■ **PROMPT**: Retype the data below in full, keeping every character as it is.
BEGIN RECORDED DATA
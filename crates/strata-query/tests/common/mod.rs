//! In-memory executor for exercising the shared service control flow.
//!
//! Rendered bodies are JSON documents: `{"table": "orders", "where": {...}}`.
//! A `where` value that is an array matches any of its elements.

#![allow(dead_code)]

use async_trait::async_trait;
use serde_json::{json, Value};
use std::collections::HashMap;
use std::sync::atomic::{AtomicUsize, Ordering};
use std::sync::Arc;
use strata_query::value::loosely_equal;
use strata_query::{
    BackendDialect, BindStyle, Capability, Querier, QueryError, QueryExecutor, Record,
    RecordStream, RenderedScript, Result,
};

pub struct MemoryDialect {
    pushdown: bool,
}

fn body_of(querier: &Querier) -> Result<serde_json::Map<String, Value>> {
    match serde_json::from_str(querier.body())? {
        Value::Object(map) => Ok(map),
        other => Err(QueryError::QueryFailed(format!("not an object: {}", other))),
    }
}

impl BackendDialect for MemoryDialect {
    fn bind_style(&self) -> BindStyle {
        BindStyle::Inline
    }

    fn supports_limit(&self, _querier: &Querier) -> bool {
        self.pushdown
    }

    fn limit(&self, querier: Querier, offset: u64, limit: u64) -> Result<Querier> {
        let mut body = body_of(&querier)?;
        body.insert("offset".into(), json!(offset));
        body.insert("limit".into(), json!(limit));
        let script = RenderedScript::new(serde_json::to_string(&body)?);
        Ok(querier.with_script(script))
    }

    fn count(&self, querier: &Querier) -> Result<Querier> {
        let mut body = body_of(querier)?;
        body.remove("offset");
        body.remove("limit");
        let script = RenderedScript::new(serde_json::to_string(&body)?);
        Ok(querier.clone().with_script(script))
    }
}

pub struct MemoryExecutor {
    tables: HashMap<String, Vec<Record>>,
    dialect: MemoryDialect,
    cursor: bool,
    pub executions: AtomicUsize,
    pub counts: AtomicUsize,
    pub bodies: parking_lot::Mutex<Vec<String>>,
}

impl MemoryExecutor {
    pub fn new() -> Self {
        Self {
            tables: HashMap::new(),
            dialect: MemoryDialect { pushdown: true },
            cursor: false,
            executions: AtomicUsize::new(0),
            counts: AtomicUsize::new(0),
            bodies: parking_lot::Mutex::new(Vec::new()),
        }
    }

    pub fn with_table(mut self, name: &str, rows: Value) -> Self {
        let rows: Vec<Record> = serde_json::from_value(rows).expect("rows must be objects");
        self.tables.insert(name.to_string(), rows);
        self
    }

    /// Dialect that cannot push offset/limit down
    pub fn without_pushdown(mut self) -> Self {
        self.dialect.pushdown = false;
        self
    }

    pub fn with_cursor(mut self) -> Self {
        self.cursor = true;
        self
    }

    pub fn executions(&self) -> usize {
        self.executions.load(Ordering::SeqCst)
    }

    pub fn counts(&self) -> usize {
        self.counts.load(Ordering::SeqCst)
    }

    fn matching(&self, querier: &Querier) -> Result<(Vec<Record>, serde_json::Map<String, Value>)> {
        let body = body_of(querier)?;
        self.bodies.lock().push(querier.body().to_string());

        let table = body
            .get("table")
            .and_then(Value::as_str)
            .ok_or_else(|| QueryError::QueryFailed("missing table".into()))?;
        let rows = self
            .tables
            .get(table)
            .ok_or_else(|| QueryError::QueryFailed(format!("relation \"{}\" does not exist", table)))?;

        let filter = body.get("where").and_then(Value::as_object).cloned().unwrap_or_default();
        let matched = rows
            .iter()
            .filter(|row| {
                filter.iter().all(|(field, expected)| {
                    let actual = row.get(field).unwrap_or(&Value::Null);
                    match expected {
                        Value::Array(options) => options.iter().any(|o| loosely_equal(actual, o)),
                        other => loosely_equal(actual, other),
                    }
                })
            })
            .cloned()
            .collect();
        Ok((matched, body))
    }
}

#[async_trait]
impl QueryExecutor for MemoryExecutor {
    fn backend(&self) -> &str {
        "memory"
    }

    fn dialect(&self) -> &dyn BackendDialect {
        &self.dialect
    }

    fn capabilities(&self) -> Vec<Capability> {
        let mut capabilities = vec![Capability::Count];
        if self.cursor {
            capabilities.push(Capability::Cursor);
        }
        capabilities
    }

    async fn execute(&self, querier: &Querier) -> Result<Vec<Record>> {
        self.executions.fetch_add(1, Ordering::SeqCst);
        let (rows, body) = self.matching(querier)?;
        let offset = body.get("offset").and_then(Value::as_u64).unwrap_or(0) as usize;
        let limit = body
            .get("limit")
            .and_then(Value::as_u64)
            .map(|l| l as usize)
            .unwrap_or(usize::MAX);
        Ok(rows.into_iter().skip(offset).take(limit).collect())
    }

    async fn count(&self, querier: &Querier) -> Result<u64> {
        self.counts.fetch_add(1, Ordering::SeqCst);
        let (rows, _) = self.matching(querier)?;
        Ok(rows.len() as u64)
    }

    async fn stream(&self, querier: Querier) -> Result<RecordStream> {
        if !self.cursor {
            return Err(QueryError::operation_not_supported("no cursor"));
        }
        self.executions.fetch_add(1, Ordering::SeqCst);
        let (rows, _) = self.matching(&querier)?;
        Ok(Box::pin(futures::stream::iter(rows.into_iter().map(Ok))))
    }
}

pub fn orders() -> Value {
    json!([
        {"id": 10, "customerId": 1, "status": "open", "total": "12.50"},
        {"id": 11, "customerId": 2, "status": "open", "total": "3.00"},
        {"id": 12, "customerId": 1, "status": "closed", "total": "8.25"},
        {"id": 13, "customerId": 2, "status": "open", "total": "1.00"},
        {"id": 14, "customerId": 1, "status": "open", "total": "99.99"}
    ])
}

pub fn customers() -> Value {
    json!([
        {"id": 1, "name": "Ada", "email": "ada@example.com", "regionId": 7},
        {"id": 2, "name": "Grace", "email": "grace@example.com", "regionId": 8}
    ])
}

pub fn regions() -> Value {
    json!([
        {"id": 7, "name": "North"},
        {"id": 8, "name": "South"}
    ])
}

pub fn fixture() -> MemoryExecutor {
    MemoryExecutor::new()
        .with_table("orders", orders())
        .with_table("customers", customers())
        .with_table("regions", regions())
}

pub fn shared(executor: MemoryExecutor) -> Arc<MemoryExecutor> {
    Arc::new(executor)
}

pub const ORDERS_MAPPING: &str = r#"
<query-mappings>
  <param-entry name="customerId" type="long"/>

  <query name="orders">
    <script><![CDATA[{"table": "orders"[[, "where": {"status": ${status}}]]}]]></script>
  </query>

  <query name="orders-with-customer">
    <script><![CDATA[{"table": "orders"[[, "where": {"status": ${status}}]]}]]></script>
    <fetch-query reference-query="customers" inject-property-name="customer" multi-records="false">
      <param name="id" source="R" source-name="customerId" type="long"/>
    </fetch-query>
  </query>

  <query name="customers">
    <script><![CDATA[{"table": "customers", "where": {"id": ${id}}}]]></script>
    <fetch-query reference-query="regions" inject-property-name="region" multi-records="false">
      <param name="id" source="R" source-name="regionId"/>
    </fetch-query>
  </query>

  <query name="customers-with-orders">
    <script><![CDATA[{"table": "customers"}]]></script>
    <fetch-query reference-query="orders-by-customer" inject-property-name="orders" max-size="2">
      <param name="customerId" source="R" source-name="id"/>
      <param name="status" source="P" source-name="status"/>
    </fetch-query>
  </query>

  <query name="orders-by-customer">
    <script><![CDATA[{"table": "orders", "where": {"customerId": ${customerId}[[, "status": ${status}]]}}]]></script>
  </query>

  <query name="regions">
    <script><![CDATA[{"table": "regions", "where": {"id": ${id}}}]]></script>
  </query>

  <query name="broken">
    <script><![CDATA[{"table": "nowhere"}]]></script>
  </query>
</query-mappings>
"#;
END RECORDED DATA
■ **TASK RESULT**:
filename crates/strata-query/tests/common/mod.rs
//! In-memory executor for exercising the shared service control flow.
//!
//! Rendered bodies are JSON documents: `{"table": "orders", "where": {...}}`.
//! A `where` value that is an array matches any of its elements.

#![allow(dead_code)]

use async_trait::async_trait;
use serde_json::{json, Value};
use std::collections::HashMap;
use std::sync::atomic::{AtomicUsize, Ordering};
use std::sync::Arc;
use strata_query::value::loosely_equal;
use strata_query::{
    BackendDialect, BindStyle, Capability, Querier, QueryError, QueryExecutor, Record,
    RecordStream, RenderedScript, Result,
};

pub struct MemoryDialect {
    pushdown: bool,
}

fn body_of(querier: &Querier) -> Result<serde_json::Map<String, Value>> {
    match serde_json::from_str(querier.body())? {
        Value::Object(map) => Ok(map),
        other => Err(QueryError::QueryFailed(format!("not an object: {}", other))),
    }
}

impl BackendDialect for MemoryDialect {
    fn bind_style(&self) -> BindStyle {
        BindStyle::Inline
    }

    fn supports_limit(&self, _querier: &Querier) -> bool {
        self.pushdown
    }

    fn limit(&self, querier: Querier, offset: u64, limit: u64) -> Result<Querier> {
        let mut body = body_of(&querier)?;
        body.insert("offset".into(), json!(offset));
        body.insert("limit".into(), json!(limit));
        let script = RenderedScript::new(serde_json::to_string(&body)?);
        Ok(querier.with_script(script))
    }

    fn count(&self, querier: &Querier) -> Result<Querier> {
        let mut body = body_of(querier)?;
        body.remove("offset");
        body.remove("limit");
        let script = RenderedScript::new(serde_json::to_string(&body)?);
        Ok(querier.clone().with_script(script))
    }
}

pub struct MemoryExecutor {
    tables: HashMap<String, Vec<Record>>,
    dialect: MemoryDialect,
    cursor: bool,
    pub executions: AtomicUsize,
    pub counts: AtomicUsize,
    pub bodies: parking_lot::Mutex<Vec<String>>,
}

impl MemoryExecutor {
    pub fn new() -> Self {
        Self {
            tables: HashMap::new(),
            dialect: MemoryDialect { pushdown: true },
            cursor: false,
            executions: AtomicUsize::new(0),
            counts: AtomicUsize::new(0),
            bodies: parking_lot::Mutex::new(Vec::new()),
        }
    }

    pub fn with_table(mut self, name: &str, rows: Value) -> Self {
        let rows: Vec<Record> = serde_json::from_value(rows).expect("rows must be objects");
        self.tables.insert(name.to_string(), rows);
        self
    }

    /// Dialect that cannot push offset/limit down
    pub fn without_pushdown(mut self) -> Self {
        self.dialect.pushdown = false;
        self
    }

    pub fn with_cursor(mut self) -> Self {
        self.cursor = true;
        self
    }

    pub fn executions(&self) -> usize {
        self.executions.load(Ordering::SeqCst)
    }

    pub fn counts(&self) -> usize {
        self.counts.load(Ordering::SeqCst)
    }

    fn matching(&self, querier: &Querier) -> Result<(Vec<Record>, serde_json::Map<String, Value>)> {
        let body = body_of(querier)?;
        self.bodies.lock().push(querier.body().to_string());

        let table = body
            .get("table")
            .and_then(Value::as_str)
            .ok_or_else(|| QueryError::QueryFailed("missing table".into()))?;
        let rows = self
            .tables
            .get(table)
            .ok_or_else(|| QueryError::QueryFailed(format!("relation \"{}\" does not exist", table)))?;

        let filter = body.get("where").and_then(Value::as_object).cloned().unwrap_or_default();
        let matched = rows
            .iter()
            .filter(|row| {
                filter.iter().all(|(field, expected)| {
                    let actual = row.get(field).unwrap_or(&Value::Null);
                    match expected {
                        Value::Array(options) => options.iter().any(|o| loosely_equal(actual, o)),
                        other => loosely_equal(actual, other),
                    }
                })
            })
            .cloned()
            .collect();
        Ok((matched, body))
    }
}

#[async_trait]
impl QueryExecutor for MemoryExecutor {
    fn backend(&self) -> &str {
        "memory"
    }

    fn dialect(&self) -> &dyn BackendDialect {
        &self.dialect
    }

    fn capabilities(&self) -> Vec<Capability> {
        let mut capabilities = vec![Capability::Count];
        if self.cursor {
            capabilities.push(Capability::Cursor);
        }
        capabilities
    }

    async fn execute(&self, querier: &Querier) -> Result<Vec<Record>> {
        self.executions.fetch_add(1, Ordering::SeqCst);
        let (rows, body) = self.matching(querier)?;
        let offset = body.get("offset").and_then(Value::as_u64).unwrap_or(0) as usize;
        let limit = body
            .get("limit")
            .and_then(Value::as_u64)
            .map(|l| l as usize)
            .unwrap_or(usize::MAX);
        Ok(rows.into_iter().skip(offset).take(limit).collect())
    }

    async fn count(&self, querier: &Querier) -> Result<u64> {
        self.counts.fetch_add(1, Ordering::SeqCst);
        let (rows, _) = self.matching(querier)?;
        Ok(rows.len() as u64)
    }

    async fn stream(&self, querier: Querier) -> Result<RecordStream> {
        if !self.cursor {
            return Err(QueryError::operation_not_supported("no cursor"));
        }
        self.executions.fetch_add(1, Ordering::SeqCst);
        let (rows, _) = self.matching(&querier)?;
        Ok(Box::pin(futures::stream::iter(rows.into_iter().map(Ok))))
    }
}

pub fn orders() -> Value {
    json!([
        {"id": 10, "customerId": 1, "status": "open", "total": "12.50"},
        {"id": 11, "customerId": 2, "status": "open", "total": "3.00"},
        {"id": 12, "customerId": 1, "status": "closed", "total": "8.25"},
        {"id": 13, "customerId": 2, "status": "open", "total": "1.00"},
        {"id": 14, "customerId": 1, "status": "open", "total": "99.99"}
    ])
}

pub fn customers() -> Value {
    json!([
        {"id": 1, "name": "Ada", "email": "ada@example.com", "regionId": 7},
        {"id": 2, "name": "Grace", "email": "grace@example.com", "regionId": 8}
    ])
}

pub fn regions() -> Value {
    json!([
        {"id": 7, "name": "North"},
        {"id": 8, "name": "South"}
    ])
}

pub fn fixture() -> MemoryExecutor {
    MemoryExecutor::new()
        .with_table("orders", orders())
        .with_table("customers", customers())
        .with_table("regions", regions())
}

pub fn shared(executor: MemoryExecutor) -> Arc<MemoryExecutor> {
    Arc::new(executor)
}

pub const ORDERS_MAPPING: &str = r#"
<query-mappings>
  <param-entry name="customerId" type="long"/>

  <query name="orders">
    <script><![CDATA[{"table": "orders"[[, "where": {"status": ${status}}]]}]]></script>
  </query>

  <query name="orders-with-customer">
    <script><![CDATA[{"table": "orders"[[, "where": {"status": ${status}}]]}]]></script>
    <fetch-query reference-query="customers" inject-property-name="customer" multi-records="false">
      <param name="id" source="R" source-name="customerId" type="long"/>
    </fetch-query>
  </query>

  <query name="customers">
    <script><![CDATA[{"table": "customers", "where": {"id": ${id}}}]]></script>
    <fetch-query reference-query="regions" inject-property-name="region" multi-records="false">
      <param name="id" source="R" source-name="regionId"/>
    </fetch-query>
  </query>

  <query name="customers-with-orders">
    <script><![CDATA[{"table": "customers"}]]></script>
    <fetch-query reference-query="orders-by-customer" inject-property-name="orders" max-size="2">
      <param name="customerId" source="R" source-name="id"/>
      <param name="status" source="P" source-name="status"/>
    </fetch-query>
  </query>

  <query name="orders-by-customer">
    <script><![CDATA[{"table": "orders", "where": {"customerId": ${customerId}[[, "status": ${status}]]}}]]></script>
  </query>

  <query name="regions">
    <script><![CDATA[{"table": "regions", "where": {"id": ${id}}}]]></script>
  </query>

  <query name="broken">
    <script><![CDATA[{"table": "nowhere"}]]></script>
  </query>
</query-mappings>
"#;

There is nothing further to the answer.